*Work task*. Print the lines that run from the line with "pub fn api_base(&self)" to the line with "if self.use_feishu =>", keeping both end lines, exactly as they appear in the entries below, and nothing else.

*Provided records*.
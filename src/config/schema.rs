use anyhow::{bail, Context, Result};
use schemars::JsonSchema;
use serde::{Deserialize, Serialize};
use std::path::{Path, PathBuf};

use crate::error::LarkError;

const FEISHU_BASE_URL: &str = "https://open.feishu.cn/open-apis";
const LARK_BASE_URL: &str = "https://open.larksuite.com/open-apis";

pub const ENV_APP_ID: &str = "LARK_APP_ID";
pub const ENV_APP_SECRET: &str = "LARK_APP_SECRET";
pub const ENV_APP_TOKEN: &str = "LARK_APP_TOKEN";

fn default_request_timeout_secs() -> u64 {
    30
}

fn default_token_refresh_margin_secs() -> u64 {
    120
}

fn default_max_upload_bytes() -> usize {
    20 * 1024 * 1024
}

fn default_page_size() -> u32 {
    500
}

fn default_timezone() -> String {
    "Asia/Shanghai".into()
}

fn default_display_limit() -> usize {
    5
}

fn default_log_level() -> String {
    "info".into()
}

fn default_attachment_field() -> String {
    "输出文件".into()
}

/// Top-level `config.toml`.
#[derive(Debug, Clone, Serialize, Deserialize, JsonSchema)]
pub struct Config {
    #[serde(default)]
    pub lark: LarkConfig,
    #[serde(default)]
    pub bitable: BitableConfig,
    #[serde(default)]
    pub notify: NotifyConfig,
    #[serde(default = "default_log_level")]
    pub log_level: String,
}

impl Default for Config {
    fn default() -> Self {
        Self {
            lark: LarkConfig::default(),
            bitable: BitableConfig::default(),
            notify: NotifyConfig::default(),
            log_level: default_log_level(),
        }
    }
}

/// App credentials and transport settings.
#[derive(Debug, Clone, Serialize, Deserialize, JsonSchema)]
pub struct LarkConfig {
    #[serde(default)]
    pub app_id: String,
    #[serde(default)]
    pub app_secret: String,
    /// Route to Feishu (China) endpoints instead of Lark international.
    #[serde(default = "default_true")]
    pub use_feishu: bool,
    /// Explicit API base, overrides `use_feishu` (tests, proxies).
    #[serde(default)]
    pub base_url: Option<String>,
    #[serde(default = "default_request_timeout_secs")]
    pub request_timeout_secs: u64,
    /// Refresh the tenant token this many seconds before the announced expiry.
    #[serde(default = "default_token_refresh_margin_secs")]
    pub token_refresh_margin_secs: u64,
    #[serde(default = "default_max_upload_bytes")]
    pub max_upload_bytes: usize,
}

fn default_true() -> bool {
    true
}

impl Default for LarkConfig {
    fn default() -> Self {
        Self {
            app_id: String::new(),
            app_secret: String::new(),
            use_feishu: true,
            base_url: None,
            request_timeout_secs: default_request_timeout_secs(),
            token_refresh_margin_secs: default_token_refresh_margin_secs(),
            max_upload_bytes: default_max_upload_bytes(),
        }
    }
}

impl LarkConfig {
    pub fn api_base(&self) -> String {
        match self.base_url.as_deref().map(str::trim) {
            Some(url) if !url.is_empty() => url.trim_end_matches('/').to_string(),
            _ if self.use_feishu => FEISHU_BASE_URL.to_string(),
            _ => LARK_BASE_URL.to_string(),
        }
    }

    /// Credentials, or `CredentialMissing` naming the first absent one.
    pub fn credentials(&self) -> Result<Credentials, LarkError> {
        if self.app_id.trim().is_empty() {
            return Err(LarkError::CredentialMissing(ENV_APP_ID));
        }
        if self.app_secret.trim().is_empty() {
            return Err(LarkError::CredentialMissing(ENV_APP_SECRET));
        }
        Ok(Credentials {
            app_id: self.app_id.trim().to_string(),
            app_secret: self.app_secret.trim().to_string(),
        })
    }
}

#[derive(Debug, Clone, PartialEq, Eq)]
pub struct Credentials {
    pub app_id: String,
    pub app_secret: String,
}

/// Default Bitable app and paging.
#[derive(Debug, Clone, Serialize, Deserialize, JsonSchema)]
pub struct BitableConfig {
    #[serde(default)]
    pub app_token: String,
    #[serde(default = "default_page_size")]
    pub page_size: u32,
    /// Attachment field written by `upload`.
    #[serde(default = "default_attachment_field")]
    pub attachment_field: String,
}

impl Default for BitableConfig {
    fn default() -> Self {
        Self {
            app_token: String::new(),
            page_size: default_page_size(),
            attachment_field: default_attachment_field(),
        }
    }
}

/// Deadline notification job.
#[derive(Debug, Clone, Serialize, Deserialize, JsonSchema)]
pub struct NotifyConfig {
    #[serde(default)]
    pub tasks_table: String,
    #[serde(default)]
    pub members_table: String,
    #[serde(default)]
    pub projects_table: String,
    #[serde(default)]
    pub dashboard_url: Option<String>,
    /// IANA zone that defines "today at midnight".
    #[serde(default = "default_timezone")]
    pub timezone: String,
    #[serde(default = "default_display_limit")]
    pub display_limit: usize,
    #[serde(default)]
    pub fields: TaskFieldNames,
}

impl Default for NotifyConfig {
    fn default() -> Self {
        Self {
            tasks_table: String::new(),
            members_table: String::new(),
            projects_table: String::new(),
            dashboard_url: None,
            timezone: default_timezone(),
            display_limit: default_display_limit(),
            fields: TaskFieldNames::default(),
        }
    }
}

impl NotifyConfig {
    pub fn tz(&self) -> Result<chrono_tz::Tz> {
        self.timezone
            .trim()
            .parse::<chrono_tz::Tz>()
            .map_err(|e| anyhow::anyhow!("notify.timezone is not a valid IANA zone: {e}"))
    }
}

/// Bitable column names and status values read by the notification engine.
#[derive(Debug, Clone, PartialEq, Eq, Serialize, Deserialize, JsonSchema)]
#[serde(default)]
pub struct TaskFieldNames {
    pub task_name: String,
    pub status: String,
    pub assignee: String,
    pub due_date: String,
    pub priority: String,
    pub project: String,
    pub project_name: String,
    pub member_name: String,
    pub member_user: String,
    pub status_completed: String,
    pub status_in_progress: String,
    pub status_pending: String,
    pub default_priority: String,
}

impl Default for TaskFieldNames {
    fn default() -> Self {
        Self {
            task_name: "任务名称".into(),
            status: "状态".into(),
            assignee: "负责人".into(),
            due_date: "截止日期".into(),
            priority: "优先级".into(),
            project: "所属项目".into(),
            project_name: "项目名称".into(),
            member_name: "姓名".into(),
            member_user: "飞书用户".into(),
            status_completed: "已完成".into(),
            status_in_progress: "进行中".into(),
            status_pending: "待开始".into(),
            default_priority: "P2".into(),
        }
    }
}

impl Config {
    /// Default location: `<config dir>/larkgate/config.toml`.
    pub fn default_path() -> Option<PathBuf> {
        directories::ProjectDirs::from("", "", "larkgate")
            .map(|dirs| dirs.config_dir().join("config.toml"))
    }

    /// Parse a TOML file. A missing file yields defaults.
    pub fn load(path: &Path) -> Result<Self> {
        let content = match std::fs::read_to_string(path) {
            Ok(content) => content,
            Err(e) if e.kind() == std::io::ErrorKind::NotFound => String::new(),
            Err(e) => return Err(e).with_context(|| format!("failed to read {}", path.display())),
        };
        let config: Self = toml::from_str(&content)
            .with_context(|| format!("failed to parse {} as TOML", path.display()))?;
        Ok(config)
    }

    /// Load, apply environment overrides, validate.
    pub fn load_with_env(path: &Path) -> Result<Self> {
        let mut config = Self::load(path)?;
        config.apply_env_overrides(|key| std::env::var(key).ok());
        config.validate()?;
        Ok(config)
    }

    pub fn apply_env_overrides<F>(&mut self, lookup: F)
    where
        F: Fn(&str) -> Option<String>,
    {
        let non_empty = |key: &str| lookup(key).filter(|v| !v.trim().is_empty());
        if let Some(id) = non_empty(ENV_APP_ID) {
            self.lark.app_id = id;
        }
        if let Some(secret) = non_empty(ENV_APP_SECRET) {
            self.lark.app_secret = secret;
        }
        if let Some(app_token) = non_empty(ENV_APP_TOKEN) {
            self.bitable.app_token = app_token;
        }
    }

    /// Structural checks only; credentials are checked lazily by the commands that need them.
    pub fn validate(&self) -> Result<()> {
        if self.lark.request_timeout_secs == 0 {
            bail!("lark.request_timeout_secs must be > 0");
        }
        if self.lark.max_upload_bytes == 0 {
            bail!("lark.max_upload_bytes must be > 0");
        }
        if self.bitable.page_size == 0 || self.bitable.page_size > 500 {
            bail!("bitable.page_size must be within 1..=500");
        }
        if self.notify.display_limit == 0 {
            bail!("notify.display_limit must be > 0");
        }
        self.notify.tz()?;
        if self.log_level.trim().is_empty() {
            bail!("log_level must not be empty");
        }
        Ok(())
    }

    pub fn json_schema() -> serde_json::Value {
        serde_json::to_value(schemars::schema_for!(Config)).unwrap_or_default()
    }
}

*Solution below*.
    pub fn api_base(&self) -> String {
        match self.base_url.as_deref().map(str::trim) {
            Some(url) if !url.is_empty() => url.trim_end_matches('/').to_string(),
            _ if self.use_feishu => FEISHU_BASE_URL.to_string(),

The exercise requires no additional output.